Collected data:
.....
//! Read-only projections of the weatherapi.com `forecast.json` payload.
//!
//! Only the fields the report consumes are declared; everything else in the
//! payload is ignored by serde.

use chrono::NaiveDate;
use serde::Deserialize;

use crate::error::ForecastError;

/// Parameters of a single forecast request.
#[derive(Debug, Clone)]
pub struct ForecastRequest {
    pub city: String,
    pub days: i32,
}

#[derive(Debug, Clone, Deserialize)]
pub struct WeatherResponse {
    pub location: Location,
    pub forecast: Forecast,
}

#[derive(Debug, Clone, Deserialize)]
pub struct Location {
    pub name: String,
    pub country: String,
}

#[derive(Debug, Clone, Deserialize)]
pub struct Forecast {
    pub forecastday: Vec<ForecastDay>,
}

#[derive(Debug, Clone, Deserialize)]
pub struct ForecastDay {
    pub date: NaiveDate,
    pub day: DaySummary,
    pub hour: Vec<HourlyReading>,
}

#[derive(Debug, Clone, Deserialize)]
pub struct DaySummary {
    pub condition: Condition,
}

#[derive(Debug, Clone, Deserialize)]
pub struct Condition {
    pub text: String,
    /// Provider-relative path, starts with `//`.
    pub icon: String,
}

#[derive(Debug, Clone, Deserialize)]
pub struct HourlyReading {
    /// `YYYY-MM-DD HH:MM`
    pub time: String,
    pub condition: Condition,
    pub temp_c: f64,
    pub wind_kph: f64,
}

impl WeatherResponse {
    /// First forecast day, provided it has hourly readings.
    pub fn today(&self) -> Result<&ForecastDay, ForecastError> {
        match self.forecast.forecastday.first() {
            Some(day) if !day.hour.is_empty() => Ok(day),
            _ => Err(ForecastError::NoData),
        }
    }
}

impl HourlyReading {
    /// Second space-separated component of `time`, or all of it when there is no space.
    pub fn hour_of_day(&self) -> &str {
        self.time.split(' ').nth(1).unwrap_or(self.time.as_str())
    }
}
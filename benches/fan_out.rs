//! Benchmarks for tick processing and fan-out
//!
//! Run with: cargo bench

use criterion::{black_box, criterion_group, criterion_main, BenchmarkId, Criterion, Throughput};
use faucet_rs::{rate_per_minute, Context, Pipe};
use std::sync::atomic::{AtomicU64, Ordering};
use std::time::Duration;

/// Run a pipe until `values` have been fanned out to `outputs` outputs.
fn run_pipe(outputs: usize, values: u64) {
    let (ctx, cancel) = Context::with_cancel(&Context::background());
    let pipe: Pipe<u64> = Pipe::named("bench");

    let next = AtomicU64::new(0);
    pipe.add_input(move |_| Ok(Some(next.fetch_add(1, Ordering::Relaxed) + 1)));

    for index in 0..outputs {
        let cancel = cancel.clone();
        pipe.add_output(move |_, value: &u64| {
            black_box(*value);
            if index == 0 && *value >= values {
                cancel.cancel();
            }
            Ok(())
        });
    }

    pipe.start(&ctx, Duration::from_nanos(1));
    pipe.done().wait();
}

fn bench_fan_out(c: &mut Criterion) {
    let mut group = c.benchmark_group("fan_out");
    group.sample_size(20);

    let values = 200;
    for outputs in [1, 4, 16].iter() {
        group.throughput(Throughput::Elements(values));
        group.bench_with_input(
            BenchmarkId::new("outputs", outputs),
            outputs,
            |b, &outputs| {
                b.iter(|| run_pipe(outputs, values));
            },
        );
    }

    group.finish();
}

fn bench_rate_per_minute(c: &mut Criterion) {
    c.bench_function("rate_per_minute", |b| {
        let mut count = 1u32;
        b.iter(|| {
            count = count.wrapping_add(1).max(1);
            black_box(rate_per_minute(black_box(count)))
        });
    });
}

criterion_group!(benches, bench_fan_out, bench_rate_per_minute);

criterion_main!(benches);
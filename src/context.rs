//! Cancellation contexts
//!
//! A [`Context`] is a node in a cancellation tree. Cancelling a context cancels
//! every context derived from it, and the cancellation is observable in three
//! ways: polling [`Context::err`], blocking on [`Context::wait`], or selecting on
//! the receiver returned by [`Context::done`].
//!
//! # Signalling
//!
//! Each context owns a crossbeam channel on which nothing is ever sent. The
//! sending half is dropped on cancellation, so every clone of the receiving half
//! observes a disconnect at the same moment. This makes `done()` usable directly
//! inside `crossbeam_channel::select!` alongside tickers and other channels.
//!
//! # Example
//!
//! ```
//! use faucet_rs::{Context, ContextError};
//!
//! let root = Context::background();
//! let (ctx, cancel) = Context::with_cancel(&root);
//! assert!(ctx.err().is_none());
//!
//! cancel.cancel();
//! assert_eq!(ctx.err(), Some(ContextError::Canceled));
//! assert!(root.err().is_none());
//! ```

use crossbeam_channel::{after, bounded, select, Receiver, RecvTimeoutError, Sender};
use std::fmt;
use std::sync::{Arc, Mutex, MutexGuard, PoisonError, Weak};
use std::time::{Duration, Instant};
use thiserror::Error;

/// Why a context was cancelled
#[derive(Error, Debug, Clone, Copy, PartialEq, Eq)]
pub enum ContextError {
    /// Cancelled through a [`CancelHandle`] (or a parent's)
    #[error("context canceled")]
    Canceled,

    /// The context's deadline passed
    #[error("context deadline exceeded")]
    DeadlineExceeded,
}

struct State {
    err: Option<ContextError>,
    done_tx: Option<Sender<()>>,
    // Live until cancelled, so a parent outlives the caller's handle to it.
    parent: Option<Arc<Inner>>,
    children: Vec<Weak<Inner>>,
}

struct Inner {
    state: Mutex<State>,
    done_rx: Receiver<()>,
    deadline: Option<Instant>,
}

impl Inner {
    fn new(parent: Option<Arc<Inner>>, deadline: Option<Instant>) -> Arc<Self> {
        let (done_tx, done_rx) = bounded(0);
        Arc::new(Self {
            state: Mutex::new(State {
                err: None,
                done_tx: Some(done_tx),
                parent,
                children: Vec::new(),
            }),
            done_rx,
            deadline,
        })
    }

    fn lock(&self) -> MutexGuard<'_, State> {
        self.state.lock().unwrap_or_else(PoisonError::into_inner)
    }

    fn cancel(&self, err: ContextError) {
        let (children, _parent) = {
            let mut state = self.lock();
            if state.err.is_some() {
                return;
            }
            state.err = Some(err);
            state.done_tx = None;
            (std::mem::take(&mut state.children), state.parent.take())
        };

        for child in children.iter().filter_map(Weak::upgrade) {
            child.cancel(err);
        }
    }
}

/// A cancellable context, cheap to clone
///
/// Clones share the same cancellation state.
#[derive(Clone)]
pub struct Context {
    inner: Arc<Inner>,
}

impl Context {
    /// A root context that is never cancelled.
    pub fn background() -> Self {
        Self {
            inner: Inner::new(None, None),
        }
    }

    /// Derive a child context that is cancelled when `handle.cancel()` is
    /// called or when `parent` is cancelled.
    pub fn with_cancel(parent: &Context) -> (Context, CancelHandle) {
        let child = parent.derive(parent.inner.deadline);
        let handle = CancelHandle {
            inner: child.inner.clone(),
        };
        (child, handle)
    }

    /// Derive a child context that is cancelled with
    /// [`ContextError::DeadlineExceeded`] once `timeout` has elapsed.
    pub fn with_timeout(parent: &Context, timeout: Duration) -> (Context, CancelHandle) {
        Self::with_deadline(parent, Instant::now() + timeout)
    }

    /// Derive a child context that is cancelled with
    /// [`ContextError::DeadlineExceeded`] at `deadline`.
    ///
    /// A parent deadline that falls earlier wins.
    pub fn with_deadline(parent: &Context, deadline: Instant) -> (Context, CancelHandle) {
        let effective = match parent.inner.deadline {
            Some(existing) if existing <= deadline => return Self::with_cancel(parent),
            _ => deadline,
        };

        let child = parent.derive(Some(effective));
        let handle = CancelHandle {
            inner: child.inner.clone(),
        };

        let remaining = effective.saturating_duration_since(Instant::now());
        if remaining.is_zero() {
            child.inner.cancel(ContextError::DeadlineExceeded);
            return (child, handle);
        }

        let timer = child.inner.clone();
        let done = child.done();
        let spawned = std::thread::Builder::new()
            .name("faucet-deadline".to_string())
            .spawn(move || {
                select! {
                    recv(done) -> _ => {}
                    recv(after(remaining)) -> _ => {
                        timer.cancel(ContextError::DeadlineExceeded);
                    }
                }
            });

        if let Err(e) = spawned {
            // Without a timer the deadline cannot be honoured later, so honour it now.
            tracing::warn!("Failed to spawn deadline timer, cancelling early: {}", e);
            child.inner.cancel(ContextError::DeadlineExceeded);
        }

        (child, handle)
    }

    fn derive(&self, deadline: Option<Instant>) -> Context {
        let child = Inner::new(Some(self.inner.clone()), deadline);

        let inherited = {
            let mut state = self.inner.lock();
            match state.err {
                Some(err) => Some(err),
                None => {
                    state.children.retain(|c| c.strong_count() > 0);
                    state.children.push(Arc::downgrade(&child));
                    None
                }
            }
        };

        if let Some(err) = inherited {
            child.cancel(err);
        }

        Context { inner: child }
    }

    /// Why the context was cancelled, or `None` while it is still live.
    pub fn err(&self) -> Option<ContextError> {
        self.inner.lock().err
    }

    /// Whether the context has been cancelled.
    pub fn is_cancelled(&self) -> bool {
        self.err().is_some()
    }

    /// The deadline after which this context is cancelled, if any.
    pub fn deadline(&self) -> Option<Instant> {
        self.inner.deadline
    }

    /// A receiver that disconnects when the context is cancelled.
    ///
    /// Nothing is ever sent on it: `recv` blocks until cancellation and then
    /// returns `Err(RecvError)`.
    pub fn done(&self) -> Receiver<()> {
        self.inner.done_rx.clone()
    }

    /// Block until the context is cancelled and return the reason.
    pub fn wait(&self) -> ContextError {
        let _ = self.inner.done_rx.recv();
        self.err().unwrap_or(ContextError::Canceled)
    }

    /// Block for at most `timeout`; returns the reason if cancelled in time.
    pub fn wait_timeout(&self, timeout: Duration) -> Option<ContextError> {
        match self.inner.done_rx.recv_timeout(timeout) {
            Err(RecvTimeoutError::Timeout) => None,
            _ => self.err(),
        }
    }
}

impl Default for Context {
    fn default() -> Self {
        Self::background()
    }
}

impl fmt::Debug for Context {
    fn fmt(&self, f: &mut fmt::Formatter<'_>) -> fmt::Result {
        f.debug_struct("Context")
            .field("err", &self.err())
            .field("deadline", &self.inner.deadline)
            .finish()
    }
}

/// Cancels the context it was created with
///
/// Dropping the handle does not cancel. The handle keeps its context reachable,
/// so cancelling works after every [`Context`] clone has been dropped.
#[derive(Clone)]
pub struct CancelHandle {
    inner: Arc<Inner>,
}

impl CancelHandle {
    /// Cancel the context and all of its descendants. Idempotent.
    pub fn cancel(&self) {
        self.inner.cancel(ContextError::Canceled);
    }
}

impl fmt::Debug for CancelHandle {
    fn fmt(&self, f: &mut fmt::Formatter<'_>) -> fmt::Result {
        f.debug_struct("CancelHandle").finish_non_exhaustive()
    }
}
.....
◆ EXERCISE INSTRUCTIONS ◆
The answer must consist solely of the number of lines in the entries that contain the word "values".

◆ YOUR RESPONSE ◆
6